Atas dasar logika itulah, maka rakyat Indonesia akan memperoleh berkah melimpah jika di antara para elit politik yang berlaga di pesta politik 2014 ada yang memiliki watak atau kemampuan menginspirasi. Tentu saja, sang elite mesti menang dalang kompetisi meraih kursi jabatan politik itu.

Jika dielaborasi secara rinci-operasional, ciri seorang pemimpin yang inspiratif tentu mesti mencakup banyak kualifikasi. Tapi agaknya tak mudah menemukan manusia super dengan banyak kualifikasi seperti itu. Untuk Indonesia saat ini, barangkali yang dibutuhkan adalah seorang pemimpin yang bisa menginspirasi rakyat untuk bangga menjadi warga yang punya integritas.

Jika dia seorang presiden, dia hanya perlu tahu apa yang menjadi kebutuhan paling fundamental bagi rakyat. Melihat situasi saat ini, isu integritas pemimpin yang inspiratif itulah yang perlu dikedepankan. Integritas seseorang bisa diterapkan dalam banyak segi kehidupan.

Untuk kelas pemimpin nasional, integritas yang bisa menginspirasi perlu istimewa. Dalam sejarah politik modern, integritas seseorang bisa direkayasa tapi juga bisa dirusak oleh lawan-lawan politik. Media bisa digunakan untuk merekayasa alias mendongkrak citra integritas calon pemimpin. Tapi lewat media massa juga kualitas seorang pemimpin yang berintegritas tinggi bisa dipermainkan.

Dalam kehidupan sehari-hari, orang-orang tak punya integritas bertebaran di mana-mana, termasuk di lingkungan lembaga-lembaga formal, yang terbukti dengan adanya kasus-kasus korupsi yang membuat Komisi Pemberantasan Korupsi (KPK) kewalahan dalam menanganinya secara tuntas.

Namun, dalam keseharian pula, juga cukup banyak orang-orang yang berintegritas, entah karena terinspirasi oleh tokoh-tokoh keagamaan yang mereka sanjung, entah karena terinspirasi oleh orang tua mereka yang menanamkannya sejak proses pemelajaran yang dimulai di usia dini.

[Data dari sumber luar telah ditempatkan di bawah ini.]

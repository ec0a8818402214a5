//! Periodic sweep that skips expired draft turns, plus the lease heartbeat.
//!
//! Each tick lists matches with a running draft and asks the coordinator to
//! skip the current slot where its deadline passed. The coordinator takes the
//! per-match lock and the ownership lease, so replicas can all run a monitor;
//! matches owned elsewhere are counted and left alone. An error on one match is
//! logged and the sweep moves on.

use std::sync::Arc;
use std::time::Duration;

use tokio::sync::watch;
use tokio::task::JoinHandle;
use tokio::time::MissedTickBehavior;
use tracing::{debug, info, warn};

use crate::coordinator::{MatchCoordinator, SkipOutcome};
use crate::error::MatchError;

/// Counters for one sweep.
#[derive(Clone, Copy, Debug, Default, PartialEq, Eq)]
pub struct SweepReport {
    /// Matches with a running draft.
    pub scanned: usize,
    /// Slots skipped this sweep.
    pub skipped: usize,
    pub not_owner: usize,
    pub failed: usize,
}

pub struct TimeoutMonitor {
    coordinator: Arc<MatchCoordinator>,
    interval: Duration,
}

impl TimeoutMonitor {
    pub fn new(coordinator: Arc<MatchCoordinator>) -> Self {
        let interval = coordinator.config().sweep_interval;
        Self {
            coordinator,
            interval,
        }
    }

    /// Run one pass over all active drafts.
    pub async fn sweep(&self) -> Result<SweepReport, MatchError> {
        let active = self.coordinator.match_storage().active_drafts().await?;
        let mut report = SweepReport {
            scanned: active.len(),
            ..Default::default()
        };

        for match_id in &active {
            match self.coordinator.skip_if_expired(match_id).await {
                Ok(SkipOutcome::Skipped { .. }) => report.skipped += 1,
                Ok(SkipOutcome::NotOwner) => report.not_owner += 1,
                Ok(SkipOutcome::NotExpired | SkipOutcome::Inactive) => {}
                Err(e) => {
                    report.failed += 1;
                    warn!(match_id = %match_id, error = %e, "timeout check failed");
                }
            }
        }

        let reaped = self
            .coordinator
            .locks()
            .reap_idle(self.coordinator.config().lock_idle_ttl);
        if report.skipped > 0 || report.failed > 0 {
            info!(?report, reaped, "sweep finished");
        } else {
            debug!(?report, reaped, "sweep finished");
        }
        Ok(report)
    }

    /// Start sweeping every `sweep_interval` until the handle is shut down.
    pub fn spawn(self) -> MonitorHandle {
        let (shutdown_tx, mut shutdown_rx) = watch::channel(false);
        let coordinator = self.coordinator.clone();

        let task = tokio::spawn(async move {
            let mut ticker = tokio::time::interval(self.interval);
            ticker.set_missed_tick_behavior(MissedTickBehavior::Delay);
            let mut heartbeat =
                tokio::time::interval(self.coordinator.config().heartbeat_interval);
            heartbeat.set_missed_tick_behavior(MissedTickBehavior::Delay);
            info!(
                backend = %self.coordinator.config().backend_id,
                interval_ms = self.interval.as_millis() as u64,
                "timeout monitor started"
            );
            loop {
                tokio::select! {
                    _ = ticker.tick() => {
                        if let Err(e) = self.sweep().await {
                            warn!(error = %e, "sweep failed");
                        }
                    }
                    _ = heartbeat.tick() => {
                        let report = self.coordinator.heartbeat().await;
                        if report.lost > 0 || report.failed > 0 {
                            warn!(?report, "lease heartbeat");
                        } else {
                            debug!(?report, "lease heartbeat");
                        }
                    }
                    changed = shutdown_rx.changed() => {
                        if changed.is_err() || *shutdown_rx.borrow() {
                            break;
                        }
                    }
                }
            }
            info!("timeout monitor stopped");
        });

        MonitorHandle {
            shutdown_tx,
            task,
            coordinator,
        }
    }
}

/// Running monitor task.
pub struct MonitorHandle {
    shutdown_tx: watch::Sender<bool>,
    task: JoinHandle<()>,
    coordinator: Arc<MatchCoordinator>,
}

impl MonitorHandle {
    /// Stop the sweep loop, wait for the in-flight sweep, and release leases.
    pub async fn shutdown(self) -> usize {
        let _ = self.shutdown_tx.send(true);
        if let Err(e) = self.task.await {
            warn!(error = %e, "timeout monitor task failed");
        }
        self.coordinator.shutdown().await
    }
}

Dalam kancah relasi makna integritas yang inspiratif itu, kadang ada paradoks yang menjadi realitas sehari-hari. Artinya, orang-orang yang berintegritas tak selalu bisa memberi inspirasi. Sebaliknya, orang yang inspiratif tak selamanya punya sejarah integritas yang seratus persen layak diteladani.

Orang yang punya integritas dan gemar memamerkan integritas pribadinya bisa malah menjengkelkan dan bukan memancarkan inspirasi bagi orang lain. Sebaliknya, orang inspiratif bisa jadi pernah melakukan tindakan yang mencederai rekam jejak integritas pribadinya. Yang ideal untuk seorang pemimpin nasional yang pantas dipilih oleh warga negara adalah sosok yang tak mengandung paradoks semacam itu.

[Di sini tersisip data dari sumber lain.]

//! PostgreSQL-backed [`VoteStorage`].

use async_trait::async_trait;
use chrono::{DateTime, Utc};
use sqlx::PgPool;

use crate::error::MatchError;
use crate::types::{GameId, MatchId, PlayerId};
use crate::vote::{Vote, VoteStorage, VoteTally, VoteWrite};

#[derive(Clone)]
pub struct SqlVoteStorage {
    pool: PgPool,
}

impl SqlVoteStorage {
    pub fn new(pool: PgPool) -> Self {
        Self { pool }
    }

    pub async fn migrate(&self) -> Result<(), MatchError> {
        super::migrate(&self.pool).await
    }
}

#[async_trait]
impl VoteStorage for SqlVoteStorage {
    async fn upsert_vote(&self, vote: &Vote) -> Result<VoteWrite, MatchError> {
        let mut tx = self.pool.begin().await?;

        // A concurrent first vote for the same player blocks here until the
        // other insert commits, then falls through to the update path.
        let inserted = sqlx::query(
            r#"
            INSERT INTO match_votes (match_id, player_id, game_id, cast_at)
            VALUES ($1, $2, $3, $4)
            ON CONFLICT (match_id, player_id) DO NOTHING
            RETURNING player_id
            "#,
        )
        .bind(vote.match_id.as_str())
        .bind(vote.player_id.as_str())
        .bind(vote.game_id.as_str())
        .bind(vote.cast_at)
        .fetch_optional(&mut *tx)
        .await?;

        if inserted.is_some() {
            tx.commit().await?;
            return Ok(VoteWrite::Inserted);
        }

        let (previous,): (String,) = sqlx::query_as(
            "SELECT game_id FROM match_votes WHERE match_id = $1 AND player_id = $2 FOR UPDATE",
        )
        .bind(vote.match_id.as_str())
        .bind(vote.player_id.as_str())
        .fetch_one(&mut *tx)
        .await?;

        if previous == vote.game_id.as_str() {
            tx.rollback().await?;
            return Ok(VoteWrite::Unchanged);
        }

        sqlx::query(
            r#"
            UPDATE match_votes
            SET game_id = $3, cast_at = $4
            WHERE match_id = $1 AND player_id = $2
            "#,
        )
        .bind(vote.match_id.as_str())
        .bind(vote.player_id.as_str())
        .bind(vote.game_id.as_str())
        .bind(vote.cast_at)
        .execute(&mut *tx)
        .await?;

        tx.commit().await?;
        Ok(VoteWrite::Changed {
            previous: GameId::new(previous),
        })
    }

    async fn votes_for(&self, match_id: &MatchId) -> Result<Vec<Vote>, MatchError> {
        let rows: Vec<(String, String, DateTime<Utc>)> = sqlx::query_as(
            r#"
            SELECT player_id, game_id, cast_at
            FROM match_votes
            WHERE match_id = $1
            ORDER BY player_id
            "#,
        )
        .bind(match_id.as_str())
        .fetch_all(&self.pool)
        .await?;

        Ok(rows
            .into_iter()
            .map(|(player_id, game_id, cast_at)| Vote {
                match_id: match_id.clone(),
                player_id: PlayerId::new(player_id),
                game_id: GameId::new(game_id),
                cast_at,
            })
            .collect())
    }

    async fn tally(&self, match_id: &MatchId) -> Result<VoteTally, MatchError> {
        let rows: Vec<(String, i64)> = sqlx::query_as(
            "SELECT game_id, COUNT(*) FROM match_votes WHERE match_id = $1 GROUP BY game_id",
        )
        .bind(match_id.as_str())
        .fetch_all(&self.pool)
        .await?;

        Ok(VoteTally {
            counts: rows
                .into_iter()
                .map(|(game_id, n)| (GameId::new(game_id), n.max(0) as usize))
                .collect(),
        })
    }
}
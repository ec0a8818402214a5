//! PostgreSQL-backed [`InboxStorage`].
//!
//! Admission relies on the primary key of `inbox_events`: the first
//! `INSERT ... ON CONFLICT DO NOTHING` for an id affects one row, every later
//! one affects none, whichever replica issues it.

use async_trait::async_trait;
use chrono::{DateTime, Utc};
use sqlx::PgPool;

use crate::error::MatchError;
use crate::inbox::{AdmitResult, InboxEvent, InboxStorage};
use crate::types::{EventId, MatchId};

#[derive(Clone)]
pub struct SqlInboxStorage {
    pool: PgPool,
}

impl SqlInboxStorage {
    pub fn new(pool: PgPool) -> Self {
        Self { pool }
    }

    pub async fn migrate(&self) -> Result<(), MatchError> {
        super::migrate(&self.pool).await
    }
}

#[async_trait]
impl InboxStorage for SqlInboxStorage {
    async fn insert_event(
        &self,
        event: &InboxEvent,
        received_at: DateTime<Utc>,
    ) -> Result<AdmitResult, MatchError> {
        let result = sqlx::query(
            r#"
            INSERT INTO inbox_events
                (event_id, event_type, match_id, backend_id, payload, occurred_at, received_at)
            VALUES ($1, $2, $3, $4, $5, $6, $7)
            ON CONFLICT (event_id) DO NOTHING
            "#,
        )
        .bind(event.event_id.as_str())
        .bind(&event.event_type)
        .bind(event.match_id.as_ref().map(MatchId::as_str))
        .bind(event.backend_id.as_str())
        .bind(&event.payload)
        .bind(event.occurred_at)
        .bind(received_at)
        .execute(&self.pool)
        .await?;

        Ok(if result.rows_affected() == 1 {
            AdmitResult::Admitted
        } else {
            AdmitResult::Duplicate
        })
    }

    async fn contains_event(&self, event_id: &EventId) -> Result<bool, MatchError> {
        let (exists,): (bool,) =
            sqlx::query_as("SELECT EXISTS (SELECT 1 FROM inbox_events WHERE event_id = $1)")
                .bind(event_id.as_str())
                .fetch_one(&self.pool)
                .await?;
        Ok(exists)
    }

    async fn forget_event(&self, event_id: &EventId) -> Result<bool, MatchError> {
        let result = sqlx::query("DELETE FROM inbox_events WHERE event_id = $1")
            .bind(event_id.as_str())
            .execute(&self.pool)
            .await?;
        Ok(result.rows_affected() == 1)
    }

    async fn prune_events(&self, cutoff: DateTime<Utc>) -> Result<u64, MatchError> {
        let result = sqlx::query("DELETE FROM inbox_events WHERE received_at < $1")
            .bind(cutoff)
            .execute(&self.pool)
            .await?;
        Ok(result.rows_affected())
    }
}
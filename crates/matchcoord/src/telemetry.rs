//! Tracing setup for binaries embedding the coordinator.
//!
//! The crate only emits `tracing` events and `#[instrument]` spans; installing
//! a subscriber is up to the host. [`init_tracing_stdout_only`] covers local
//! runs. With the `otel` feature, [`init_tracing`] additionally exports spans
//! over OTLP so a draft action can be followed across replicas.

use tracing_subscriber::layer::SubscriberExt;
use tracing_subscriber::util::SubscriberInitExt;
use tracing_subscriber::EnvFilter;

/// Filter used when `RUST_LOG` is unset.
pub const DEFAULT_FILTER: &str = "info,matchcoord=debug";

fn env_filter(fallback: &str) -> EnvFilter {
    EnvFilter::try_from_default_env().unwrap_or_else(|_| EnvFilter::new(fallback))
}

/// Install a formatted stdout subscriber filtered by `RUST_LOG`, or `filter`.
///
/// Returns `false` if a global subscriber was already installed.
pub fn init_tracing_stdout_only(filter: &str) -> bool {
    tracing_subscriber::registry()
        .with(env_filter(filter))
        .with(tracing_subscriber::fmt::layer().with_target(true))
        .try_init()
        .is_ok()
}

#[cfg(feature = "otel")]
pub use otel::{init_tracing, OtelConfig, OtelGuard};

#[cfg(feature = "otel")]
mod otel {
    use opentelemetry::trace::TracerProvider as _;
    use opentelemetry::KeyValue;
    use opentelemetry_otlp::WithExportConfig;
    use opentelemetry_sdk::resource::Resource;
    use opentelemetry_sdk::trace::TracerProvider as SdkTracerProvider;
    use tracing_subscriber::layer::SubscriberExt;
    use tracing_subscriber::util::SubscriberInitExt;

    use crate::error::MatchError;

    #[derive(Debug, Clone)]
    pub struct OtelConfig {
        /// Reported as `service.name`.
        pub service_name: String,
        /// OTLP gRPC collector endpoint.
        pub otlp_endpoint: String,
        pub stdout_logs: bool,
        pub log_filter: String,
    }

    impl Default for OtelConfig {
        fn default() -> Self {
            Self {
                service_name: "matchcoord".to_string(),
                otlp_endpoint: "http://localhost:4317".to_string(),
                stdout_logs: true,
                log_filter: super::DEFAULT_FILTER.to_string(),
            }
        }
    }

    /// Flushes buffered spans when dropped. Keep it alive for the process lifetime.
    pub struct OtelGuard {
        provider: SdkTracerProvider,
    }

    impl Drop for OtelGuard {
        fn drop(&mut self) {
            if let Err(e) = self.provider.shutdown() {
                tracing::warn!(error = %e, "failed to flush spans");
            }
        }
    }

    /// Install a subscriber exporting spans to `config.otlp_endpoint`.
    pub fn init_tracing(config: OtelConfig) -> Result<OtelGuard, MatchError> {
        let invalid = |reason: String| MatchError::InvalidConfig { reason };

        let exporter = opentelemetry_otlp::SpanExporter::builder()
            .with_tonic()
            .with_endpoint(&config.otlp_endpoint)
            .build()
            .map_err(|e| invalid(format!("otlp exporter: {e}")))?;

        let resource = Resource::new_with_defaults([KeyValue::new(
            "service.name",
            config.service_name.clone(),
        )]);
        let provider = SdkTracerProvider::builder()
            .with_batch_exporter(exporter, opentelemetry_sdk::runtime::Tokio)
            .with_resource(resource)
            .build();
        let tracer = provider.tracer(config.service_name);

        let registry = tracing_subscriber::registry()
            .with(tracing_opentelemetry::layer().with_tracer(tracer));
        let installed = if config.stdout_logs {
            registry
                .with(super::env_filter(&config.log_filter))
                .with(tracing_subscriber::fmt::layer().with_target(true))
                .try_init()
        } else {
            registry.try_init()
        };
        installed.map_err(|e| invalid(format!("tracing subscriber: {e}")))?;

        Ok(OtelGuard { provider })
    }
}
//! Coordination engine for 5v5 custom matches.
//!
//! A match goes through a timed ban/pick draft, is confirmed by its ten
//! players, and is finally linked to the external game it became by a player
//! vote. Any number of backend replicas can run a [`MatchCoordinator`] over the
//! same storage: a per-match lease decides which replica mutates a match, a
//! per-match lock serializes work inside that replica, and an event inbox keeps
//! redelivered notifications from being applied twice.
//!
//! ```text
//! use std::sync::Arc;
//! use matchcoord::prelude::*;
//!
//! let config = CoordinatorConfig::from_env()?;
//! let coordinator = Arc::new(
//!     MatchCoordinator::builder(config)
//!         .storage(CoordinatorStorage::postgres(pool))
//!         .broadcaster(Arc::new(ChannelBroadcaster::new(1024)))
//!         .build()?,
//! );
//! let monitor = TimeoutMonitor::new(coordinator.clone()).spawn();
//! // ...
//! monitor.shutdown().await;
//! ```

pub mod broadcast;
pub mod clock;
pub mod config;
pub mod coordinator;
pub mod draft;
pub mod error;
pub mod game_source;
pub mod inbox;
pub mod match_locks;
pub mod match_storage;
pub mod notification;
pub mod ownership;
pub mod storage;
pub mod telemetry;
pub mod testing;
pub mod timeout_monitor;
pub mod types;
pub mod vote;

/// Commonly used items.
pub mod prelude {
    pub use crate::broadcast::{events, Broadcaster, ChannelBroadcaster, NoopBroadcaster};
    pub use crate::clock::{Clock, SystemClock};
    pub use crate::config::CoordinatorConfig;
    pub use crate::coordinator::{
        CoordinatorStorage, EventOutcome, MatchCoordinator, SkipOutcome, VoteOutcome,
    };
    pub use crate::draft::{DraftPhase, DraftSnapshot, DraftState, SlotFill};
    pub use crate::error::MatchError;
    pub use crate::inbox::{AdmitResult, InboxEvent};
    pub use crate::match_storage::MatchRecord;
    pub use crate::timeout_monitor::{MonitorHandle, SweepReport, TimeoutMonitor};
    pub use crate::types::{
        ActionKind, BackendId, ChampionId, EventId, GameId, MatchId, MatchStatus, PlayerId, Team,
    };
}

Namun, jika harus ada yang dipilih: manakah yang terpenting, yang inspiratif atau yang berintegritas? Jawaban atas dilema itu mungkin berupa proposisi sebagai berikut: karakter yang inspiratif lebih diprioritaskan namun jangan sampai watak integritas minimal tak terpenuhi. Kalau calon pemimpin itu pernah mencederai intgritasnya hanya sekadar pernah mengambil buah jambu tetangganya di masa kanak-kanak tanpa seizin yang punya, pencederaan integritas setaraf itu bolehlah dimaafkan.

Dalam dunia politik yang ganas, hal kecil dalam soal integritas pribadi itu bisa dipompa, dieksploitasi oleh lawan politik mereka menjadi isu moral yang gawat. Tapi, suara publik yang sering disepadankan dengan suara Tuhan akan menimbang secara adil mana isu moral yang benar-benar krusial bagi calon pemimpin atau elit nasional.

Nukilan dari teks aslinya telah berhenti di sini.